The new school year starts in a couple of weeks and it will be impossible not to notice the impact of the latest round of swingeing cuts to services and support. The financial cuts are going to bite much more deeply into teachers pay and conditions, the provision of teaching assistants, and extended services including music tuition and outdoor pursuits.

However, there are other significant changes to the education landscape which, in the longer run, could do more damage. We are beginning to see the full force of the coalition’s ideological attack on a maintained system of education which is free to everyone, provides a common entitlement and offers the chance to develop each person to his or her full potential.

The academy sector is a good example. An uncontroversial change for many commentators, academy status is a reward for good performance accompanied by a £25,000 bonus, or possibly a bribe, for changing status and decoupling local authorities and, implicitly, local politicians from education.

One significant feature about academies is that they do not have to follow the national curriculum. That could have been a real asset in many disadvantaged areas where the disaffection among the young which contributed to the recent rioting has been encouraged by a 5-16 curriculum which appears to have minimal relevance to either their lives or their prospects. When you talk about the curriculum outcomes of GCSEs as a gateway to further education, it is worth remembering that about 20% of students each year have no discernible qualification when they leave school and another 20% or more fail to cross the further education entry hurdle of five good passes. It goes without saying that these students are found in pockets of social disadvantage. Unfortunately, the indications are that the academies will aspire to be more academic than the predecessor schools were and will be tailored less to the needs of their students. In ideological terms, although there are many good schools in this sector, they are a key driver in fragmenting educational opportunity and may override local needs.

The free schools do the same. The first cohort of the new schools will be opening in odd premises with small numbers and lots of media razzmatazz. Philosophically, it has never been made clear whether they are meant to be trailblazers for new ideas, for example offering wraparound childcare, or backward looking institutions based on someone’s nostalgic idea of what schools used to be like. Sadly, it looks as if the latter view is likely to dominate. Uniforms which mimic the independent sector are a clear hint that the timetable, policies and strategies will do the same.

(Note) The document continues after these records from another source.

#[derive(Parser, Debug, Clone)]
#[command(name = "empty-dirs")]
#[command(about = "Remove empty folders below a directory")]
#[command(version)]
pub struct EmptyDirsArgs {
    /// Directory to clean (kept even if it ends up empty)
    pub root: PathBuf,

    #[arg(long, short = 'n', help = "Only list what would be removed")]
    pub dry_run: bool,

    #[command(flatten)]
    pub common: CommonArgs,
}

impl ToolArgs for EmptyDirsArgs {
    const BINARY: &'static str = "empty-dirs";

    fn common(&self) -> &CommonArgs {
        &self.common
    }

    async fn execute(&self) -> Result<Report> {
        prune_empty_dirs(&self.root, self.dry_run)
    }
}
//! Directory maintenance tools.

pub mod prune;
pub mod tree;
//! PDF tools built on `lopdf`.
//!
//! Every tool loads the source document once, validates that it has pages,
//! edits a clone, and saves the result next to the other outputs.

pub mod docx;
pub mod from_images;
pub mod merge;
pub mod ranges;
pub mod render;
pub mod split;
pub mod watermark;

use std::path::Path;

use lopdf::{Dictionary, Document, Object, ObjectId};

use crate::error::{Result, ToolError};

/// Page attributes a page may inherit from its ancestors in the page tree.
const INHERITABLE: [&[u8]; 4] = [b"Resources", b"MediaBox", b"CropBox", b"Rotate"];

/// US Letter, used when a page carries no MediaBox at all.
const FALLBACK_MEDIA_BOX: [f32; 4] = [0.0, 0.0, 612.0, 792.0];

/// Load a PDF from disk after checking that it exists, looks like a PDF,
/// and contains at least one page.
pub fn load_document(path: &Path) -> Result<Document> {
    if !path.is_file() {
        return Err(ToolError::MissingInput(path.to_path_buf()));
    }
    let is_pdf = path
        .extension()
        .and_then(|e| e.to_str())
        .is_some_and(|e| e.eq_ignore_ascii_case("pdf"));
    if !is_pdf {
        return Err(ToolError::InvalidInput(format!(
            "not a PDF file: {}",
            path.display()
        )));
    }

    let doc = Document::load(path)?;
    if doc.get_pages().is_empty() {
        return Err(ToolError::EmptyDocument(path.to_path_buf()));
    }
    Ok(doc)
}

/// File stem used as the base name of derived outputs.
pub fn output_stem(path: &Path) -> String {
    path.file_stem()
        .and_then(|s| s.to_str())
        .unwrap_or("document")
        .to_string()
}

/// Follow a reference to the object it points at; other objects pass through.
pub(crate) fn resolve<'a>(doc: &'a Document, object: &'a Object) -> Result<&'a Object> {
    match object {
        Object::Reference(id) => Ok(doc.get_object(*id)?),
        other => Ok(other),
    }
}

/// Look up an attribute on a page, walking up the `Parent` chain for the
/// attributes PDF allows pages to inherit.
pub(crate) fn inherited_attribute(
    doc: &Document,
    page_id: ObjectId,
    key: &[u8],
) -> Result<Option<Object>> {
    let mut current = doc.get_dictionary(page_id)?;
    // Page trees are shallow; the bound only guards against cyclic Parent links.
    for _ in 0..64 {
        if let Ok(value) = current.get(key) {
            return Ok(Some(value.clone()));
        }
        match current.get(b"Parent").and_then(Object::as_reference) {
            Ok(parent) => current = doc.get_dictionary(parent)?,
            Err(_) => return Ok(None),
        }
    }
    Ok(None)
}

/// Copy inherited attributes onto the page dictionary itself so that the
/// page survives being moved into a different page tree.
pub(crate) fn materialize_inherited(doc: &mut Document, page_id: ObjectId) -> Result<()> {
    let mut missing = Vec::new();
    {
        let page = doc.get_dictionary(page_id)?;
        for key in INHERITABLE {
            if !page.has(key) {
                missing.push(key);
            }
        }
    }

    for key in missing {
        if let Some(value) = inherited_attribute(doc, page_id, key)? {
            doc.get_dictionary_mut(page_id)?.set(key, value);
        }
    }
    Ok(())
}

/// The page's MediaBox as `[llx, lly, urx, ury]`.
pub(crate) fn media_box(doc: &Document, page_id: ObjectId) -> Result<[f32; 4]> {
    let Some(value) = inherited_attribute(doc, page_id, b"MediaBox")? else {
        return Ok(FALLBACK_MEDIA_BOX);
    };
    let array = resolve(doc, &value)?.as_array()?;
    if array.len() != 4 {
        return Ok(FALLBACK_MEDIA_BOX);
    }

    let mut rect = [0.0f32; 4];
    for (slot, item) in rect.iter_mut().zip(array) {
        *slot = resolve(doc, item)?.as_float()?;
    }
    Ok(rect)
}

/// Get the page's own resource dictionary, creating or un-sharing it as
/// needed so that additions do not leak into other pages.
pub(crate) fn page_resources_mut(doc: &mut Document, page_id: ObjectId) -> Result<&mut Dictionary> {
    materialize_inherited(doc, page_id)?;

    let current = doc.get_dictionary(page_id)?.get(b"Resources").ok().cloned();
    let owned = match current {
        Some(Object::Reference(id)) => doc.get_dictionary(id)?.clone(),
        Some(Object::Dictionary(dict)) => dict,
        _ => Dictionary::new(),
    };
    let page = doc.get_dictionary_mut(page_id)?;
    page.set("Resources", Object::Dictionary(owned));
    Ok(page.get_mut(b"Resources")?.as_dict_mut()?)
}

/// Insert `value` into the sub-dictionary `category` (Font, ExtGState,
/// XObject) of a resource dictionary, resolving an indirect sub-dictionary.
pub(crate) fn add_resource(
    doc: &mut Document,
    page_id: ObjectId,
    category: &[u8],
    name: &str,
    value: Object,
) -> Result<()> {
    let indirect = page_resources_mut(doc, page_id)?
        .get(category)
        .ok()
        .and_then(|o| o.as_reference().ok());
    let mut sub = match indirect {
        Some(id) => doc.get_dictionary(id)?.clone(),
        None => Dictionary::new(),
    };

    let resources = page_resources_mut(doc, page_id)?;
    if indirect.is_none()
        && let Ok(existing) = resources.get(category).and_then(Object::as_dict)
    {
        sub = existing.clone();
    }
    sub.set(name, value);
    resources.set(category, Object::Dictionary(sub));
    Ok(())
}

/// Draw `content` on top of the page. The existing content is wrapped in
/// `q`/`Q` so that graphics state it leaves behind cannot shift the overlay.
pub(crate) fn append_page_content(doc: &mut Document, page_id: ObjectId, content: Vec<u8>) -> Result<()> {
    let existing: Vec<Object> = match doc.get_dictionary(page_id)?.get(b"Contents").ok().cloned() {
        Some(Object::Array(items)) => items,
        Some(Object::Reference(id)) => match doc.get_object(id)? {
            Object::Array(items) => items.clone(),
            _ => vec![Object::Reference(id)],
        },
        _ => Vec::new(),
    };

    let mut overlay = b"Q\n".to_vec();
    overlay.extend_from_slice(&content);
    let open_id = doc.add_object(lopdf::Stream::new(Dictionary::new(), b"q\n".to_vec()));
    let overlay_id = doc.add_object(lopdf::Stream::new(Dictionary::new(), overlay));

    let mut contents = Vec::with_capacity(existing.len() + 2);
    contents.push(Object::Reference(open_id));
    contents.extend(existing);
    contents.push(Object::Reference(overlay_id));
    doc.get_dictionary_mut(page_id)?
        .set("Contents", Object::Array(contents));
    Ok(())
}


#[cfg(test)]
mod tests {
    use super::test_support::sample_document;
    use super::*;

    #[test]
    fn media_box_is_inherited_from_page_tree() {
        let doc = sample_document(2);
        let first = *doc.get_pages().get(&1).unwrap();
        assert_eq!(media_box(&doc, first).unwrap(), [0.0, 0.0, 612.0, 792.0]);
    }

    #[test]
    fn materialize_copies_resources_onto_page() {
        let mut doc = sample_document(1);
        let page = *doc.get_pages().get(&1).unwrap();
        assert!(!doc.get_dictionary(page).unwrap().has(b"Resources"));

        materialize_inherited(&mut doc, page).unwrap();
        let dict = doc.get_dictionary(page).unwrap();
        assert!(dict.has(b"Resources"));
        assert!(dict.has(b"MediaBox"));
    }

    #[test]
    fn add_resource_does_not_touch_shared_dictionary() {
        let mut doc = sample_document(2);
        let pages = doc.get_pages();
        let first = pages[&1];
        let second = pages[&2];

        add_resource(&mut doc, first, b"ExtGState", "GSx", Object::Dictionary(Dictionary::new())).unwrap();

        let first_res = doc.get_dictionary(first).unwrap().get(b"Resources").unwrap().as_dict().unwrap();
        assert!(first_res.get(b"ExtGState").unwrap().as_dict().unwrap().has(b"GSx"));
        // Fonts from the shared dictionary are still visible on the edited page.
        assert!(first_res.get(b"Font").unwrap().as_dict().unwrap().has(b"F1"));
        // The other page still inherits the untouched shared dictionary.
        assert!(!doc.get_dictionary(second).unwrap().has(b"Resources"));
    }

    #[test]
    fn output_stem_falls_back_for_odd_names() {
        assert_eq!(output_stem(Path::new("/tmp/report.pdf")), "report");
        assert_eq!(output_stem(Path::new("/")), "document");
    }
}
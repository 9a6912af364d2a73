//! PDF to Image - render pages with `pdftoppm` (poppler-utils)
//!
//! Images are written to `{output-dir}/{stem}_images/{stem}_page_{n}.{ext}`.
//! Set `SANYUAN_PDFTOPPM` when pdftoppm is not on PATH.
//!
//! ```bash
//! pdf-to-image slides.pdf --dpi 300 -f jpg --quality 90 -p 1-5
//! ```

use anyhow::Result;
use clap::Parser;
use sanyuan_toolbox::cli::PdfToImageArgs;

#[tokio::main]
async fn main() -> Result<()> {
    sanyuan_toolbox::run_tool(PdfToImageArgs::parse()).await
}
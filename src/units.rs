//! Length unit conversion.

use std::fmt;

use serde::Serialize;

use crate::error::{Result, ToolError};

#[derive(Debug, Clone, Copy, PartialEq, Eq, Serialize)]
pub enum UnitCategory {
    Metric,
    Imperial,
    ChineseTraditional,
    Astronomical,
    Nautical,
}

impl UnitCategory {
    pub const ALL: [UnitCategory; 5] = [
        UnitCategory::Metric,
        UnitCategory::Imperial,
        UnitCategory::ChineseTraditional,
        UnitCategory::Astronomical,
        UnitCategory::Nautical,
    ];

    pub fn display_name(self) -> &'static str {
        match self {
            UnitCategory::Metric => "公制单位",
            UnitCategory::Imperial => "英制单位",
            UnitCategory::ChineseTraditional => "中国传统单位",
            UnitCategory::Astronomical => "天文单位",
            UnitCategory::Nautical => "航海单位",
        }
    }
}

#[derive(Debug, Clone, Copy, PartialEq, Serialize)]
pub struct Unit {
    pub symbol: &'static str,
    /// Length of one unit in meters
    pub meters: f64,
    pub category: UnitCategory,
    /// Friendly name shown next to terse symbols
    pub display_name: Option<&'static str>,
}

impl fmt::Display for Unit {
    fn fmt(&self, f: &mut fmt::Formatter<'_>) -> fmt::Result {
        match self.display_name {
            Some(name) => write!(f, "{}({})", name, self.symbol),
            None => f.write_str(self.symbol),
        }
    }
}

const fn unit(symbol: &'static str, meters: f64, category: UnitCategory) -> Unit {
    Unit {
        symbol,
        meters,
        category,
        display_name: None,
    }
}

const fn named(symbol: &'static str, meters: f64, category: UnitCategory, name: &'static str) -> Unit {
    Unit {
        symbol,
        meters,
        category,
        display_name: Some(name),
    }
}

use UnitCategory::*;

pub const UNITS: &[Unit] = &[
    unit("m", 1.0, Metric),
    unit("km", 1000.0, Metric),
    unit("dm", 0.1, Metric),
    unit("cm", 0.01, Metric),
    unit("mm", 0.001, Metric),
    unit("μm", 1e-6, Metric),
    unit("nm", 1e-9, Metric),
    unit("pm", 1e-12, Metric),
    unit("fm", 1e-15, Metric),
    unit("inch", 0.0254, Imperial),
    unit("foot", 0.3048, Imperial),
    unit("yard", 0.9144, Imperial),
    unit("fath", 1.8288, Imperial),
    unit("furlong", 201.168, Imperial),
    unit("mile", 1609.344, Imperial),
    unit("里", 500.0, ChineseTraditional),
    unit("丈", 3.3333, ChineseTraditional),
    unit("尺", 0.3333, ChineseTraditional),
    unit("寸", 0.0333, ChineseTraditional),
    unit("分", 0.0033, ChineseTraditional),
    unit("厘", 0.0003, ChineseTraditional),
    unit("毫", 0.00003, ChineseTraditional),
    unit("寻", 1.6, ChineseTraditional),
    unit("仞", 1.8, ChineseTraditional),
    unit("步", 1.5, ChineseTraditional),
    unit("常", 2.4, ChineseTraditional),
    unit("跬", 0.8, ChineseTraditional),
    named("AU", 149_597_870_700.0, Astronomical, "天文单位"),
    named("ly", 9_460_730_472_580_800.0, Astronomical, "光年"),
    named("pc", 30_856_775_814_913_672.8, Astronomical, "秒差距"),
    named("nmi", 1852.0, Nautical, "海里"),
    named("cable", 185.2, Nautical, "链"),
];

/// Find a unit by symbol (`km`), display name (`光年`) or the combined
/// `name(symbol)` form used in listings. `um` is accepted for `μm`.
pub fn lookup(name: &str) -> Result<&'static Unit> {
    let trimmed = name.trim();
    let symbol = match trimmed.rsplit_once('(') {
        Some((_, rest)) if rest.ends_with(')') => &rest[..rest.len() - 1],
        _ => trimmed,
    };
    let symbol = if symbol == "um" { "μm" } else { symbol };
    UNITS
        .iter()
        .find(|u| u.symbol == symbol || u.display_name == Some(symbol))
        .ok_or_else(|| ToolError::UnknownUnit(name.to_string()))
}

fn round_to(value: f64, decimals: u32) -> f64 {
    let factor = 10f64.powi(decimals.min(300) as i32);
    let rounded = (value * factor).round() / factor;
    // Very large values overflow the scaled form; they need no rounding.
    if rounded.is_finite() { rounded } else { value }
}

/// Convert `value` between two units, rounded to `decimals` places.
pub fn convert(value: f64, from: &str, to: &str, decimals: i32) -> Result<f64> {
    if !value.is_finite() {
        return Err(ToolError::InvalidInput(format!("'{value}' is not a finite number")));
    }
    if decimals < 0 {
        return Err(ToolError::InvalidInput("decimal places cannot be negative".to_string()));
    }
    let from = lookup(from)?;
    let to = lookup(to)?;
    Ok(round_to(value * from.meters / to.meters, decimals as u32))
}

/// Shortest round-trip text of `value` that always carries a fractional
/// part or an exponent: `1.0`, `2.5`, `1e+16`, `1e-05`.
pub fn display_value(value: f64) -> String {
    let text = format!("{value:?}");
    match text.split_once('e') {
        Some((mantissa, exponent)) => {
            let (sign, digits) = match exponent.strip_prefix('-') {
                Some(digits) => ('-', digits),
                None => ('+', exponent),
            };
            format!("{mantissa}e{sign}{digits:0>2}")
        }
        None => text,
    }
}

/// One result line, e.g. `1.0 km [km] = 1000.000000 m [m]`.
pub fn format_conversion(value: f64, from: &str, to: &str, decimals: i32) -> Result<String> {
    let result = convert(value, from, to, decimals)?;
    let from = lookup(from)?.symbol;
    let to = lookup(to)?.symbol;
    Ok(format!(
        "{} {from} [{from}] = {result:.prec$} {to} [{to}]",
        display_value(value),
        prec = decimals as usize
    ))
}

/// Every unit grouped by category, one category per line.
pub fn unit_listing() -> String {
    UnitCategory::ALL
        .iter()
        .map(|category| {
            let members: Vec<String> = UNITS
                .iter()
                .filter(|u| u.category == *category)
                .map(Unit::to_string)
                .collect();
            format!("{}: {}", category.display_name(), members.join(", "))
        })
        .collect::<Vec<_>>()
        .join("\n")
}

#[cfg(test)]
mod tests {
    use super::*;

    #[test]
    fn converts_between_systems() {
        assert_eq!(convert(1.0, "km", "m", 6).unwrap(), 1000.0);
        assert_eq!(convert(1.0, "mile", "km", 3).unwrap(), 1.609);
        assert_eq!(convert(2.0, "里", "m", 0).unwrap(), 1000.0);
        assert_eq!(convert(1.0, "nmi", "cable", 2).unwrap(), 10.0);
    }

    #[test]
    fn formats_result_line() {
        assert_eq!(
            format_conversion(1.0, "km", "m", 6).unwrap(),
            "1.0 km [km] = 1000.000000 m [m]"
        );
        assert_eq!(
            format_conversion(1.5, "光年", "AU", 1).unwrap(),
            "1.5 ly [ly] = 94861.6 AU [AU]"
        );
        assert_eq!(
            format_conversion(-3.0, "m", "cm", 0).unwrap(),
            "-3.0 m [m] = -300 cm [cm]"
        );
    }

    #[test]
    fn whole_values_keep_a_fraction() {
        assert_eq!(display_value(1.0), "1.0");
        assert_eq!(display_value(0.25), "0.25");
        assert_eq!(display_value(1e16), "1e+16");
        assert_eq!(display_value(1e-5), "1e-05");
    }

    #[test]
    fn accepts_display_forms() {
        assert_eq!(lookup("秒差距(pc)").unwrap().symbol, "pc");
        assert_eq!(lookup("um").unwrap().symbol, "μm");
        assert!(matches!(lookup("parsec"), Err(ToolError::UnknownUnit(_))));
    }

    #[test]
    fn rejects_bad_options() {
        assert!(convert(1.0, "m", "km", -1).is_err());
        assert!(convert(f64::NAN, "m", "km", 2).is_err());
        assert!(convert(1.0, "m", "furlongs", 2).is_err());
    }

    #[test]
    fn listing_has_every_category() {
        let listing = unit_listing();
        assert_eq!(listing.lines().count(), 5);
        assert!(listing.contains("航海单位: 海里(nmi), 链(cable)"));
    }
}
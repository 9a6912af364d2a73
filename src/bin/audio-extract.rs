//! Audio Extract - save the audio track of a video with ffmpeg
//!
//! Runs `ffmpeg -i VIDEO -q:a 0 -map a -y AUDIO`. Ctrl-C stops ffmpeg.
//! Set `SANYUAN_FFMPEG` when ffmpeg is not on PATH.
//!
//! ```bash
//! audio-extract lecture.mp4
//! audio-extract lecture.mkv -o lecture.wav
//! ```

use anyhow::Result;
use clap::Parser;
use sanyuan_toolbox::cli::AudioExtractArgs;

#[tokio::main]
async fn main() -> Result<()> {
    sanyuan_toolbox::run_tool(AudioExtractArgs::parse()).await
}
//! Image Convert - change the format of an image or a folder of images
//!
//! # Features
//!
//! - jpg, jpeg, png, webp, bmp, gif and tiff output
//! - Quality 1-100: JPEG quality, or PNG compression (higher quality, less compression)
//! - Folders are converted in parallel; one bad file does not stop the batch
//! - Existing files are kept unless `--overwrite` is given
//!
//! # Usage
//!
//! ```bash
//! image-convert photo.png -f jpg --quality 85
//! image-convert screenshots/ -f webp -o converted/
//! ```

use anyhow::Result;
use clap::Parser;
use sanyuan_toolbox::cli::ImageConvertArgs;

#[tokio::main]
async fn main() -> Result<()> {
    sanyuan_toolbox::run_tool(ImageConvertArgs::parse()).await
}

Another trend is the development of what have come to be known as school chains. These are groups of schools which operate with a central administration, a shared ethos and prospectus and a common curriculum. Although they can be geographically widespread, the organisation reflects the way that a local education authority used to operate with its own Inspectorate and support teams.

From a management perspective, such schools make some sense and some of them have excellent track records but one has to be careful about how others have been used to promote evangelism and fundamentalism. There is something worrying about the way a school can change its status in this way often by giving staff and parents very little choice but the justification is that since we have always had religious schools in England this is simply a broadening of the sector. However, if the effect is to diversify education in the name of choice, it is worth thinking about who has the choices.

Along with the shakeup of the school system, there are other pressures. The main accountability measures for schools are still key stage two SAT tests and examination passes in secondary schools but the way they are being used is changing. Schools which do not meet the floor targets set by government are liable to lose their rights to self-determination and can be compelled into federations with other, allegedly, more successful schools.

Accountability is not unreasonable but pernicious outcomes in education can damage children and their prospects. The key stage two tests are notoriously unreliable except in areas where education outcomes are seen as obviously measurable. That makes mathematics testing appear fatuously reliable, science look dull and English is reduced to spelling tests and fill in the gap tasks. The tests, as even the government’s adviser Lord Bew has recognised, do not reflect good learning and in small schools, where one or two pupils can skew the percentages, they do not reflect school progress or achievement. Now, a bad year can threaten the status of a school and a change in social demographics over a couple of years could finish it off.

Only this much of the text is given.